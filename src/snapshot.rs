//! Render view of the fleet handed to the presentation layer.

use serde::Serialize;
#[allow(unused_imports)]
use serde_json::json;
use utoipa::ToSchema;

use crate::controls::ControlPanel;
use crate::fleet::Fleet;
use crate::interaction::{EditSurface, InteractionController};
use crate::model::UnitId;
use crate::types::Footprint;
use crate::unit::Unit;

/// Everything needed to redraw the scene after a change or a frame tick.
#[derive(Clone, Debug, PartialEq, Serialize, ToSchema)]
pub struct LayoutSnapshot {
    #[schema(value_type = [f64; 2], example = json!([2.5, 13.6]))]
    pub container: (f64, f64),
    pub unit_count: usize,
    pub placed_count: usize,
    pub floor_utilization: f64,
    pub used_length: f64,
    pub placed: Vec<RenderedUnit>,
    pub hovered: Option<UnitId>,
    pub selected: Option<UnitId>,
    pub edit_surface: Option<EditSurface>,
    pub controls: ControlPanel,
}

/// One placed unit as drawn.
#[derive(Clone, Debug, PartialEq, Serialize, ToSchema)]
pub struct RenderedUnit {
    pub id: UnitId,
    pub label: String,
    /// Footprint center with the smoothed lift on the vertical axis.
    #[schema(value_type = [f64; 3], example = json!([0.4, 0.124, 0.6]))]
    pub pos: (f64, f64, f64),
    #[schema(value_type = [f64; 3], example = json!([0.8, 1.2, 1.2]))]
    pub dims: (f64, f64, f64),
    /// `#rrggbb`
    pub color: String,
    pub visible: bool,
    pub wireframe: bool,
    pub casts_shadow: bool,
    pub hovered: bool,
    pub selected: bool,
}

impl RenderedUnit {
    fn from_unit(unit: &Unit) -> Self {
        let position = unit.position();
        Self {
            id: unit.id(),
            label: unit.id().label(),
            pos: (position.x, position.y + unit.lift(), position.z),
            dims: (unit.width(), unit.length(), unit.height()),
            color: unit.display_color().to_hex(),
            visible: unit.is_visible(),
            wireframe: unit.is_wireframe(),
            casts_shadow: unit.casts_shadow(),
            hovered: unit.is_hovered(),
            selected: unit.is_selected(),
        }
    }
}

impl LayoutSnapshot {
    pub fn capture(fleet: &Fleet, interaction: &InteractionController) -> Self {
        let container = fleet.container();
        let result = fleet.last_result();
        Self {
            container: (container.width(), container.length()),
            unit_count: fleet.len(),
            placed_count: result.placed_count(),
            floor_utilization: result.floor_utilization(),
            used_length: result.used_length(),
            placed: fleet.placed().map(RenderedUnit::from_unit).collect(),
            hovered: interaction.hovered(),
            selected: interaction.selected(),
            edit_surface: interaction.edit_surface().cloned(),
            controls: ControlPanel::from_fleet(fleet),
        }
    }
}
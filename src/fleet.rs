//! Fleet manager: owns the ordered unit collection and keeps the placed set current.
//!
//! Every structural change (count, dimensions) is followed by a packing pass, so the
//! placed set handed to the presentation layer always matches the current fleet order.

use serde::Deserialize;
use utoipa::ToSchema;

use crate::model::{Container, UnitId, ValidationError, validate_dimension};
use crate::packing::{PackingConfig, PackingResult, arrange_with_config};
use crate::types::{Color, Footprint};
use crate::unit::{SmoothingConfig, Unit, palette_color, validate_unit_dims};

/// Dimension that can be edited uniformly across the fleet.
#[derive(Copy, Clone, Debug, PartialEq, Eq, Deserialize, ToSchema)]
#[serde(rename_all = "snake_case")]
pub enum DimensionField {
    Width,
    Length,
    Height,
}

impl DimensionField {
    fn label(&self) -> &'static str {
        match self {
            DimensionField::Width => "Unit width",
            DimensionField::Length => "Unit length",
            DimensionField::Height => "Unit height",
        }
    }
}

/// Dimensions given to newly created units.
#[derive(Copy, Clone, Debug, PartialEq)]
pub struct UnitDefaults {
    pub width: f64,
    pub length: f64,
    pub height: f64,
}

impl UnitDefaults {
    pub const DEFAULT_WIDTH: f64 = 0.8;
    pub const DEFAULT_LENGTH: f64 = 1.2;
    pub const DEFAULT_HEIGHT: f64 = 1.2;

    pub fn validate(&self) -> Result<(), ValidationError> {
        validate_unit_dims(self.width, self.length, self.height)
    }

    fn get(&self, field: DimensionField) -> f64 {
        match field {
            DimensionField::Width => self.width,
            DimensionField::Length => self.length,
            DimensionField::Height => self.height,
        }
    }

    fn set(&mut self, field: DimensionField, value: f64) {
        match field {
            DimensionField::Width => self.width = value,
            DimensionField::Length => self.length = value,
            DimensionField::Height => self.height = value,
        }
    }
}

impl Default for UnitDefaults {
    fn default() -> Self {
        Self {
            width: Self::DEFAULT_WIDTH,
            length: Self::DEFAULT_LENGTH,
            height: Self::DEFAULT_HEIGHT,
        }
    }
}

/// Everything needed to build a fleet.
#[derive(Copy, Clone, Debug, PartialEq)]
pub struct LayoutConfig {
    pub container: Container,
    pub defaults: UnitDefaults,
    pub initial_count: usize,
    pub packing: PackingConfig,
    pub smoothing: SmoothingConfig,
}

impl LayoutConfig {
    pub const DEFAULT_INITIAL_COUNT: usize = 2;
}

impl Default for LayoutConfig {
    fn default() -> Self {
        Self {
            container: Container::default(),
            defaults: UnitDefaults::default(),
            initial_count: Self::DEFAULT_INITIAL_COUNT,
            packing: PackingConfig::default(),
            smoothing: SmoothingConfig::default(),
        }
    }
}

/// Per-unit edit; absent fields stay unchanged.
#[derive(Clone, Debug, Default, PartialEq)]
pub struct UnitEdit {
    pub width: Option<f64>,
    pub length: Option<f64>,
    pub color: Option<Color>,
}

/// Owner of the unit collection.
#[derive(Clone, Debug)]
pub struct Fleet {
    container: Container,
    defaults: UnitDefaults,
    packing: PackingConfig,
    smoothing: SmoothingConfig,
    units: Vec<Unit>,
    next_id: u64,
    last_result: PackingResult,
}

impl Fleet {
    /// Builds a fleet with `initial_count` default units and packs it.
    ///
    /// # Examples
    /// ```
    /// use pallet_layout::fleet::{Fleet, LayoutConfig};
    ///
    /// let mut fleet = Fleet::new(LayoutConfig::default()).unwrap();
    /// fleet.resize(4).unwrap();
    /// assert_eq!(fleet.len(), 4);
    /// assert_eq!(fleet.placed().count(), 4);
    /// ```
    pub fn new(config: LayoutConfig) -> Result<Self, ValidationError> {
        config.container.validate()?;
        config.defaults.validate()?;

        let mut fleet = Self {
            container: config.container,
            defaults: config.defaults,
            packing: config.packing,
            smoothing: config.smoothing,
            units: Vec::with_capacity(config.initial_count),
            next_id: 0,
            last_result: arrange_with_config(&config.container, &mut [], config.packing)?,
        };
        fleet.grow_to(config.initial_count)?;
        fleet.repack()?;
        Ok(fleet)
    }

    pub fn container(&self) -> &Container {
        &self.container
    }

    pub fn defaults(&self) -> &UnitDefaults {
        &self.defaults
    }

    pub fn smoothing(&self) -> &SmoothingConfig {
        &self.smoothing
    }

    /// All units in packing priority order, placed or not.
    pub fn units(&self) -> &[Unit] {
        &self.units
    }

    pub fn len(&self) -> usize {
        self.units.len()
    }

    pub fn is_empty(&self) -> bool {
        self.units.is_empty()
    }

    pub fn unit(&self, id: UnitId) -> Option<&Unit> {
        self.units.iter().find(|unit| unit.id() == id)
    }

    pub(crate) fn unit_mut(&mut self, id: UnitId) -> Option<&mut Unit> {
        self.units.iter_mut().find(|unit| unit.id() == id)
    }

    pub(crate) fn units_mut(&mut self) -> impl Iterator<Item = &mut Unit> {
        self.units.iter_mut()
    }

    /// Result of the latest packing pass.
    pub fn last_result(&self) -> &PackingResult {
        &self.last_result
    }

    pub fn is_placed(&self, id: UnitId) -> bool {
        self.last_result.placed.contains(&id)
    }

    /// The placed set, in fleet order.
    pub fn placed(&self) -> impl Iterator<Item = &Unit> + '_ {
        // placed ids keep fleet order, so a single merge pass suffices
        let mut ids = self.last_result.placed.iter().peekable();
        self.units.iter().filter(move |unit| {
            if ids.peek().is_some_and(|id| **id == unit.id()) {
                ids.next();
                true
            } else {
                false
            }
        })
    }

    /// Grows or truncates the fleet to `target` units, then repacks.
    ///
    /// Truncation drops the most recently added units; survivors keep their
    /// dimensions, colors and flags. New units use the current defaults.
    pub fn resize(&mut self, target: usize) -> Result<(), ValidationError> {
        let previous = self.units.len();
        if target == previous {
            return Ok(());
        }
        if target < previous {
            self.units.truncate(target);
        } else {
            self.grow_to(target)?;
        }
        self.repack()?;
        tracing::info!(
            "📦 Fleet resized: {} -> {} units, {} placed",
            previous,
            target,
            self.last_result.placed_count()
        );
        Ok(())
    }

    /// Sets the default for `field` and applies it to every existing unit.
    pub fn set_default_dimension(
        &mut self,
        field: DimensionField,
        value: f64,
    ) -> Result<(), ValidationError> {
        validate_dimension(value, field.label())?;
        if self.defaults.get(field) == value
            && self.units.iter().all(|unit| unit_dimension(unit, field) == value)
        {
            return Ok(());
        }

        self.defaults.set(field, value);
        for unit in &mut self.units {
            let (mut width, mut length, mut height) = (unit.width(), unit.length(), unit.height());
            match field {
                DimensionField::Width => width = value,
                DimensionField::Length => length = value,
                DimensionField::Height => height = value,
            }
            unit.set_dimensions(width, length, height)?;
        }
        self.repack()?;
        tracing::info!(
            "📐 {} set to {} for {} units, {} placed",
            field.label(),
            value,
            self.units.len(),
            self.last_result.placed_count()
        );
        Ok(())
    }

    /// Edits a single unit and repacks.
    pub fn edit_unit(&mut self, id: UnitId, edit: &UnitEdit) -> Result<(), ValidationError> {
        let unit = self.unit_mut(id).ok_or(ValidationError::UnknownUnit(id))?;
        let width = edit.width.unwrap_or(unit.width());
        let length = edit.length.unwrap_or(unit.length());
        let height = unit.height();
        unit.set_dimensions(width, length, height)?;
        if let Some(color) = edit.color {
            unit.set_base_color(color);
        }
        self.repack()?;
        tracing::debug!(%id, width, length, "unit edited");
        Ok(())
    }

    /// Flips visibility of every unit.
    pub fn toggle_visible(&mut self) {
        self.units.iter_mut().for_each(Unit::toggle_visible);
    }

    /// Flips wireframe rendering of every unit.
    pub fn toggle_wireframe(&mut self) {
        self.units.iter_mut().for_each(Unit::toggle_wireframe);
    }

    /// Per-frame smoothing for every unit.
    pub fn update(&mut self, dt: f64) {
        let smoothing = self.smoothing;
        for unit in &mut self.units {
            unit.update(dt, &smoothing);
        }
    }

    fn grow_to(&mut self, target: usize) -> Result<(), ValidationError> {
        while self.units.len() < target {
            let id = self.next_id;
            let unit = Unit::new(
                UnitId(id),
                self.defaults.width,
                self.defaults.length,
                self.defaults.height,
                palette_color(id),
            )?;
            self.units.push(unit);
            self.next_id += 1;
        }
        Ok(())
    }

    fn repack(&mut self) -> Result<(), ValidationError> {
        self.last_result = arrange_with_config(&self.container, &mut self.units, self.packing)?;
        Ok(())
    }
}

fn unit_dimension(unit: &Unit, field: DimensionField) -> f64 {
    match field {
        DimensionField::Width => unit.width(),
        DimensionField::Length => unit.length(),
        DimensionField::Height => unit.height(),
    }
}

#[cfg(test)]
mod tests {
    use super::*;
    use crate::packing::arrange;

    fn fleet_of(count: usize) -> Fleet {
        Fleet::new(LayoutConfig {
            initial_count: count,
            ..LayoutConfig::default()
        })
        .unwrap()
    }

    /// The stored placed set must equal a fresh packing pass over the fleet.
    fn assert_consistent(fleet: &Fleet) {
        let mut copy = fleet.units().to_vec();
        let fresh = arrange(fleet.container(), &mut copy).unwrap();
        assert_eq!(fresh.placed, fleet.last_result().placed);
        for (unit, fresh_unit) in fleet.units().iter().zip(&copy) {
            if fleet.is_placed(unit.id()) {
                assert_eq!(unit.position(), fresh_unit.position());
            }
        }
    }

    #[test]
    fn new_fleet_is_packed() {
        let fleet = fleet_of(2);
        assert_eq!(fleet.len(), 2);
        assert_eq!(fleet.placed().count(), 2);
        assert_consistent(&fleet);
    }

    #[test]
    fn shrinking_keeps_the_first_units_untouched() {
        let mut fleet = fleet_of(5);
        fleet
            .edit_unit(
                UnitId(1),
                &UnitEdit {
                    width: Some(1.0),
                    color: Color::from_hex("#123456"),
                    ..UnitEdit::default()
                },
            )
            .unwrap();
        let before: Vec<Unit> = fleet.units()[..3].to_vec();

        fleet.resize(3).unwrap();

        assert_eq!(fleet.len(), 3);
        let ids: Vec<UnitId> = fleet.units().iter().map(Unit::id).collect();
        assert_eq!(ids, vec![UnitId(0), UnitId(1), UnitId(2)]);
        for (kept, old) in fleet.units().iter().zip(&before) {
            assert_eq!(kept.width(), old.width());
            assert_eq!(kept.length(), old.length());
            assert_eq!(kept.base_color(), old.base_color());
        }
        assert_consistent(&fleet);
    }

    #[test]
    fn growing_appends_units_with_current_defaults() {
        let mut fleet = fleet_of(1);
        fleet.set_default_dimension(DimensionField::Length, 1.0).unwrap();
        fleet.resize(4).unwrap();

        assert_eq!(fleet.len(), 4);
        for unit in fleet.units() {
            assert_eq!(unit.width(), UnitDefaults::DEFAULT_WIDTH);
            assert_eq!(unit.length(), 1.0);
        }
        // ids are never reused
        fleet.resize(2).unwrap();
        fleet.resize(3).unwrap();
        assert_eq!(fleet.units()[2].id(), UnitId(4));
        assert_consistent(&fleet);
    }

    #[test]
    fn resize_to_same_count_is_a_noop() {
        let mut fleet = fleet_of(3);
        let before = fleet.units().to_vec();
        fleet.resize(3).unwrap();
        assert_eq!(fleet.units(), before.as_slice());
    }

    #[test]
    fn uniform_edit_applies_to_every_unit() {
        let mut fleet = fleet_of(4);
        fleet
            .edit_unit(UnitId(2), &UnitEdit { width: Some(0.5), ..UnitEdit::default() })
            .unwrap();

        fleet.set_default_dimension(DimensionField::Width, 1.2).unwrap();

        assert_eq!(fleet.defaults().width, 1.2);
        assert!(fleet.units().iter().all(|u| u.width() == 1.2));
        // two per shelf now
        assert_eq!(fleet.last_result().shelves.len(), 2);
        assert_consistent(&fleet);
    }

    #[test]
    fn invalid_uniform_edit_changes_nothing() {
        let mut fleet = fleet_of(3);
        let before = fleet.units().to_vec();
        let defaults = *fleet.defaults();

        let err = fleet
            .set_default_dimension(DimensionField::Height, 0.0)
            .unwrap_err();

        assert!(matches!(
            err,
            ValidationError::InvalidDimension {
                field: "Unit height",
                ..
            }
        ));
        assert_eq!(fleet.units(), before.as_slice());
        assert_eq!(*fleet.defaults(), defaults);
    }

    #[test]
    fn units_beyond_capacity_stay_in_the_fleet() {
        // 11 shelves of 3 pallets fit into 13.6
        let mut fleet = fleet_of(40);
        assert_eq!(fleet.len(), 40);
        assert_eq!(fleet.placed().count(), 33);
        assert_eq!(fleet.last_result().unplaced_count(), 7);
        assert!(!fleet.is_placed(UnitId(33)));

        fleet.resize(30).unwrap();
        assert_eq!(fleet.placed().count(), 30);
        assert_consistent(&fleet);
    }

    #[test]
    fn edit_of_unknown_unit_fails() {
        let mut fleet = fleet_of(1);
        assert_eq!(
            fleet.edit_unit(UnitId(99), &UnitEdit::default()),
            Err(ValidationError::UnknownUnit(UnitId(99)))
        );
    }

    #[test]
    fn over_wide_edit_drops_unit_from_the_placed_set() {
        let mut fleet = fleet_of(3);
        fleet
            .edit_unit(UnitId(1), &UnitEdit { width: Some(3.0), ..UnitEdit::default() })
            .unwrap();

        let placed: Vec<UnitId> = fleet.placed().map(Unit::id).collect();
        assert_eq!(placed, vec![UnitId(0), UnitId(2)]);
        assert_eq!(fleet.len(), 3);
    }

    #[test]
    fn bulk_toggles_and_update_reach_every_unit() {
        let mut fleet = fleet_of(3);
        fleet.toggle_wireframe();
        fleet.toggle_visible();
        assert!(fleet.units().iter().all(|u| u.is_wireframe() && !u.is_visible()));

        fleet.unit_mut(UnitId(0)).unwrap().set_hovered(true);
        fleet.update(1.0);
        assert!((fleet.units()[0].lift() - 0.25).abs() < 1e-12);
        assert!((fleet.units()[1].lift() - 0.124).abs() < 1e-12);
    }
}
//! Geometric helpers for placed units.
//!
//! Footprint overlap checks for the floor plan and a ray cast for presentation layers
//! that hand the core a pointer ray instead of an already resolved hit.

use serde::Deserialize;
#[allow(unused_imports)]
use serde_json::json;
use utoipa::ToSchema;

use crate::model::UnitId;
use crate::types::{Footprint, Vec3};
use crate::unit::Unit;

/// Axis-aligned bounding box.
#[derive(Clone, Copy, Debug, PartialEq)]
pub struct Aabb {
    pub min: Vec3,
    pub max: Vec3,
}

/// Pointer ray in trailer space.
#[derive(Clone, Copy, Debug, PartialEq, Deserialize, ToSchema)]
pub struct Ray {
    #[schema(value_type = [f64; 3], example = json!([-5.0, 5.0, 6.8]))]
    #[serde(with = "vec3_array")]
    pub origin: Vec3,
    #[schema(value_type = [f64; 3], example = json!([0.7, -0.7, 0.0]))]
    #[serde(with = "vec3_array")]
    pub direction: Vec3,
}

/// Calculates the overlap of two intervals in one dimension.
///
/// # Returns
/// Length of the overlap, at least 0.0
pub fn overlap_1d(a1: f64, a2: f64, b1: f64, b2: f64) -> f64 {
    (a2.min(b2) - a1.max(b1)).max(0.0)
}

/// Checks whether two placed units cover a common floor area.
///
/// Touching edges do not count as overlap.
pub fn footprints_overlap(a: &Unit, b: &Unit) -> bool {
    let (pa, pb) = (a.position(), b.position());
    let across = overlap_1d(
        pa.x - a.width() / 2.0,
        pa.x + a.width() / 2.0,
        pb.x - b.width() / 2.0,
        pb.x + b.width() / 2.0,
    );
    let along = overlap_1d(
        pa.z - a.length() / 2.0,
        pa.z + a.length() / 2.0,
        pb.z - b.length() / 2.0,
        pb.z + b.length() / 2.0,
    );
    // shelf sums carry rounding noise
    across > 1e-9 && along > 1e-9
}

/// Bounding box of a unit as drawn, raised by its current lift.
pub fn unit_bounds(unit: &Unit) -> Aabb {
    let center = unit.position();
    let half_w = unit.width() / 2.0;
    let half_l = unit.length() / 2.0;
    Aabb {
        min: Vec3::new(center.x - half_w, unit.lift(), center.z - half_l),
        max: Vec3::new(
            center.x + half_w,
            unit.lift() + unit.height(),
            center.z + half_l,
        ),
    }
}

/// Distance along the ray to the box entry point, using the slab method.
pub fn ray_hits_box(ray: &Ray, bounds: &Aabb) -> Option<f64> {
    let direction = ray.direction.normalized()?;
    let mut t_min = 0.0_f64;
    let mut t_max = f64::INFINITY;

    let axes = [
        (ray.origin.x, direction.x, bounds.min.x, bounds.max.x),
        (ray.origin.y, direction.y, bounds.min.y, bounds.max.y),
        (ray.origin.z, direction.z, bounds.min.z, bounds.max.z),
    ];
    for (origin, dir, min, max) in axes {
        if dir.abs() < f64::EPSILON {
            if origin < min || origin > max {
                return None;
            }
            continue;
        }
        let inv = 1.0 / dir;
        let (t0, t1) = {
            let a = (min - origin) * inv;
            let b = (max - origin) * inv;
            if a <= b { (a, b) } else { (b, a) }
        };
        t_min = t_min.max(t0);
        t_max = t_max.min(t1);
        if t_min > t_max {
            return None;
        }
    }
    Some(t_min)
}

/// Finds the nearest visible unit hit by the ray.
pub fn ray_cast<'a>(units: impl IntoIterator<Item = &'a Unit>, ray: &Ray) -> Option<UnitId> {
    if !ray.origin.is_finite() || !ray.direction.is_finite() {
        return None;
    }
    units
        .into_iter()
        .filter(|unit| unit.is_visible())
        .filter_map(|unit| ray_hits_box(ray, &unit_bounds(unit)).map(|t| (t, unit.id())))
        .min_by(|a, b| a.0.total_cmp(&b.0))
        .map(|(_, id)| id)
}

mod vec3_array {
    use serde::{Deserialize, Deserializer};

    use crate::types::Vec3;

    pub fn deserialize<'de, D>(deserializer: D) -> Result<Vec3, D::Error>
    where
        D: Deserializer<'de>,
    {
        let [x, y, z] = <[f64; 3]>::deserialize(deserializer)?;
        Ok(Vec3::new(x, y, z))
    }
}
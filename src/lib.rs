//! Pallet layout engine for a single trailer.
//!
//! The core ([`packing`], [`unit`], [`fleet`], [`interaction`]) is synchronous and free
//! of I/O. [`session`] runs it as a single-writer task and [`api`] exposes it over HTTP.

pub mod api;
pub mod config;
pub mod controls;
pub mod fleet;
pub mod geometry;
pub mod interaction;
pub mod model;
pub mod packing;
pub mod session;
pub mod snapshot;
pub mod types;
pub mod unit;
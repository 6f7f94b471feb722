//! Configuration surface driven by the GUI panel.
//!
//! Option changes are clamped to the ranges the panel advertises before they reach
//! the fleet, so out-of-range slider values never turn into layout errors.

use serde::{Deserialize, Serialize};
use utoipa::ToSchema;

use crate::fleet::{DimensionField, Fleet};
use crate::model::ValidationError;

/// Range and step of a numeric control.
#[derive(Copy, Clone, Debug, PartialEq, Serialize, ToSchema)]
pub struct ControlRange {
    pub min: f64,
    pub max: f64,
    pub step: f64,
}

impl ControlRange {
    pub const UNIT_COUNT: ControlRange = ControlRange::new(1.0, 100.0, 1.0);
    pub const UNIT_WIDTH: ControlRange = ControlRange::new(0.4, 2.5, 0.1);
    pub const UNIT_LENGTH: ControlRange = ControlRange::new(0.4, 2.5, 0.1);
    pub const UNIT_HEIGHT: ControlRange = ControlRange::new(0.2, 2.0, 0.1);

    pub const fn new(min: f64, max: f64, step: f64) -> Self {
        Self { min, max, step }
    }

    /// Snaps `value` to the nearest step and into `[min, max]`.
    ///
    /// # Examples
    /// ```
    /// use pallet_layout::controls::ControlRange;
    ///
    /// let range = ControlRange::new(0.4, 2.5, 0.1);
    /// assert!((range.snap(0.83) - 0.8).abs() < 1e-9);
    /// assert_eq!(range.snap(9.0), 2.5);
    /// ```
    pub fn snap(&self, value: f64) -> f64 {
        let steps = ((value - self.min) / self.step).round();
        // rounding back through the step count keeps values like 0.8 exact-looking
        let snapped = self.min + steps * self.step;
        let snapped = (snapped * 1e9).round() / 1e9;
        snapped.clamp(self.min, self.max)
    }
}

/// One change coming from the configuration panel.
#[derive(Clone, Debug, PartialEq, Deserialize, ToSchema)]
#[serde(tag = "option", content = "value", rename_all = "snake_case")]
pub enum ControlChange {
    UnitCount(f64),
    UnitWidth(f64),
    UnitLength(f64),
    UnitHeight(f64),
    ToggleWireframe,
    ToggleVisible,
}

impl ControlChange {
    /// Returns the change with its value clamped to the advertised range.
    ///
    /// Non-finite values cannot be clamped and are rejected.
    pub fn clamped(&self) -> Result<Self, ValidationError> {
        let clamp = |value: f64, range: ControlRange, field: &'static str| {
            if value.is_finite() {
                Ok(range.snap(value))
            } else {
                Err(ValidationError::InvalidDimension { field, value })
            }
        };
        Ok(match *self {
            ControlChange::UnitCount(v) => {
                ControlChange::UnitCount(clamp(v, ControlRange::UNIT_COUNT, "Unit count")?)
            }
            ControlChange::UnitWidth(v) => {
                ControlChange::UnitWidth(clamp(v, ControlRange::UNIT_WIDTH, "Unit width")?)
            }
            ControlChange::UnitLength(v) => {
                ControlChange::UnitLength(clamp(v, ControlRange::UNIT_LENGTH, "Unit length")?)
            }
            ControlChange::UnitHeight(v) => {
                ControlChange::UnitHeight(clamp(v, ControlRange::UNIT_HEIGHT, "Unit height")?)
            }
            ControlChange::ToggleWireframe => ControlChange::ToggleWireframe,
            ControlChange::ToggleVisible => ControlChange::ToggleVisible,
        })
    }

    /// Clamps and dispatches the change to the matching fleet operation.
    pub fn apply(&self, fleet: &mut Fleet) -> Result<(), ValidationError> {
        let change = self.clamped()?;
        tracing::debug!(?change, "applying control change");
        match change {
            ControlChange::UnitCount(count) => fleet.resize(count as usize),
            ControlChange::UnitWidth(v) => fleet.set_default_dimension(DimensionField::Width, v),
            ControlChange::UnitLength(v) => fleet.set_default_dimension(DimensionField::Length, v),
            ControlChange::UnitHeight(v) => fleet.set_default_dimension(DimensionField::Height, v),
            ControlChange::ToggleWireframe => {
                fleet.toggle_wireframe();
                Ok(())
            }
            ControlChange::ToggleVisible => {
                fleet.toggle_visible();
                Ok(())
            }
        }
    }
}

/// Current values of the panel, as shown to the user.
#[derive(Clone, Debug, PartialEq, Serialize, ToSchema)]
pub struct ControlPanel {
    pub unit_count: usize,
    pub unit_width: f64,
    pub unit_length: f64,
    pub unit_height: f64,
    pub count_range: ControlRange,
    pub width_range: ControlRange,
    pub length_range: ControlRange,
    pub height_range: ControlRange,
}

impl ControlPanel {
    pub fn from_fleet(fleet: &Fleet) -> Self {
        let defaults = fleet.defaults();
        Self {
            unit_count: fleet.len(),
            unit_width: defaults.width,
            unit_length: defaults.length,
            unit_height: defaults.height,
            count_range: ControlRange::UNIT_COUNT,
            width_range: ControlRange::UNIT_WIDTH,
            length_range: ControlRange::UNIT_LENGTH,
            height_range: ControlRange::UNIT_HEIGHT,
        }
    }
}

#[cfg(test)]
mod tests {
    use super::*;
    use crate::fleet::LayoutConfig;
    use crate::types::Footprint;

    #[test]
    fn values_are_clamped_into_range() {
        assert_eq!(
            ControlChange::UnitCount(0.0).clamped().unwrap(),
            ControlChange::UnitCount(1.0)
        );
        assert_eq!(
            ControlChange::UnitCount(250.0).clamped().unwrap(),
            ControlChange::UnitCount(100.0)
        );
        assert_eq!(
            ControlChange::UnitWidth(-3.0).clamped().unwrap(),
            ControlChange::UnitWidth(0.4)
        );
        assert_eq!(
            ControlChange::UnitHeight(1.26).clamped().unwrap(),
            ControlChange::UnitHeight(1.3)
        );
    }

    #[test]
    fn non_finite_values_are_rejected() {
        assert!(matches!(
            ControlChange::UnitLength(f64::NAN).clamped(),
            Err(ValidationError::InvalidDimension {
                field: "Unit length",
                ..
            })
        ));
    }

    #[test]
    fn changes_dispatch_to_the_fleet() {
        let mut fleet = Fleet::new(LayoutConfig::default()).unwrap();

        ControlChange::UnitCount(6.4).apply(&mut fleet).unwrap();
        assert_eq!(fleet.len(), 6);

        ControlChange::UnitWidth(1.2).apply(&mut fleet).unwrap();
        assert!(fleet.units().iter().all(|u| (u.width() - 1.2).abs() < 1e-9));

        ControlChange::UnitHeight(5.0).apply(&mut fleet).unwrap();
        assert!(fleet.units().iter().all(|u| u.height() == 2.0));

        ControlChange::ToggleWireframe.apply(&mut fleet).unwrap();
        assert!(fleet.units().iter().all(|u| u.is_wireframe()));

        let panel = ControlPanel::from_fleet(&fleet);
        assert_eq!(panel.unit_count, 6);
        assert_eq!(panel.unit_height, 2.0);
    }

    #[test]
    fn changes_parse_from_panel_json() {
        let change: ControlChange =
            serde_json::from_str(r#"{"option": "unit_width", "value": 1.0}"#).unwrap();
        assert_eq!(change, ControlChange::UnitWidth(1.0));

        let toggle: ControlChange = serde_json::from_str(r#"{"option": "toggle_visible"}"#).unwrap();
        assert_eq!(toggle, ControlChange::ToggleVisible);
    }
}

■ **Try it**:
Give the number of lines that contain "types" in the material above, with no other text.

■ **Task answer**:
6